For example, you could have a Day table, a Product table and a Region table all linked via 1:m relationships to a
central Sales table but a query joining all these 4 tables
to find total sales by, say, Month, by Category and by
Geography does not face this problem.
I want to know if it will be possible to state the SUFFICIENT condition for this in plain English so that I can
use it to check any multi-table queries easily.
thanks,
ramakrishna
November 08, 2002 - 8:06 am UTC
Queries on star schema's DO NOT involve more then one 1:m -- they are all 1:1 by definition!!!
You have a series of dimension tables, you have a single FACT table.
The relationship from FACT to DIMENSION is always 1:1 (the relationship from DIMENSION to FACT is generally 1:M but it is not relevant here -- you join FACT to a SINGLE DIMENSION row -- you join from FACT to a dimensions primary key)
So, with a star schema -- you have a whole bunch of 1 to 1 relationships.
You were looking at the relationship the wrong way....
You stated the sufficient conditions.
group functions
Amit, November 12, 2002 - 11:30 pm UTC
Dear Tom,
My requirement is I 've to find the sum of quantity and the date corresponding to it but display only the max of the summed up value and its corresponding date.I am using the following query :
select * from (select to_char(docdt,'DD-MON-YYYY'),sum(val/100000) from t
where trunc(dt) >= to_date(:fdt,'dd-mon-yyyy')

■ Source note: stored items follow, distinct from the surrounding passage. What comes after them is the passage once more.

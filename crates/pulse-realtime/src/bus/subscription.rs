//! Subscription handles returned by the event bus.

use std::sync::Arc;

use super::event_bus::EventBus;

/// Opaque identifier of one registered handler.
#[derive(Debug, Clone, Copy, PartialEq, Eq, Hash, PartialOrd, Ord)]
pub struct SubscriptionId(pub(crate) u64);

/// Token identifying a registration; pass it back to
/// [`EventBus::unsubscribe`] to remove exactly that handler.
#[derive(Debug, Clone, PartialEq, Eq, Hash)]
pub struct SubscriptionHandle {
    pub(crate) event: String,
    pub(crate) id: SubscriptionId,
}

impl SubscriptionHandle {
    /// The event name this handle is registered for.
    pub fn event(&self) -> &str {
        &self.event
    }

    /// The registration identifier.
    pub fn id(&self) -> SubscriptionId {
        self.id
    }
}

/// A subscription that is released when dropped.
///
/// Components hold one of these per handler so teardown cannot leave a
/// handler behind whose captured state is gone.
#[derive(Debug)]
pub struct ScopedSubscription {
    bus: Arc<EventBus>,
    handle: Option<SubscriptionHandle>,
}

impl ScopedSubscription {
    pub(crate) fn new(bus: Arc<EventBus>, handle: SubscriptionHandle) -> Self {
        Self {
            bus,
            handle: Some(handle),
        }
    }

    /// The underlying handle.
    pub fn handle(&self) -> Option<&SubscriptionHandle> {
        self.handle.as_ref()
    }

    /// Release the subscription now.
    pub fn release(mut self) {
        self.unsubscribe();
    }

    fn unsubscribe(&mut self) {
        if let Some(handle) = self.handle.take() {
            self.bus.unsubscribe(&handle);
        }
    }
}

impl Drop for ScopedSubscription {
    fn drop(&mut self) {
        self.unsubscribe();
    }
}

and trunc(dt) < to_date(:tdt,'dd-mon-yyyy')+1
group by to_char(dt,'DD-MON-YYYY') order by sum(val/100000) desc) where rownum=1
If my from and to dates are far apart, the query takes more time to execute.
Any improvement is greately appreciated.
TIA
November 13, 2002 - 1:21 pm UTC
Hmm, the more data I have to scan and process the longer the query takes.... seems reasonable to me?
But anyway there is definite room for improvement. for example:
select * from (select to_char(docdt,'DD-MON-YYYY'),sum(val/100000) from t
where trunc(docdt) >= to_date(:fdt,'dd-mon-yyyy')
and trunc(docdt) < to_date(:tdt,'dd-mon-yyyy')+1
group by to_char(docdt,'DD-MON-YYYY') order by sum(val/100000) desc) where rownum=1
call count cpu elapsed disk query current rows
------- ------ -------- ---------- ---------- ---------- ---------- ----------
Parse 1 0.00 0.00 0 0 0 0
Execute 1 0.00 0.00 0 0 0 0
Fetch 2 0.46 0.48 72 75 0 1
------- ------ -------- ---------- ---------- ---------- ---------- ----------
total 4 0.46 0.48 72 75 0 1
********************************************************************************
select *
from (
select trunc(docdt), sum(val/100000)
from t
where docdt >= to_date(:fdt,'dd-mon-yyyy')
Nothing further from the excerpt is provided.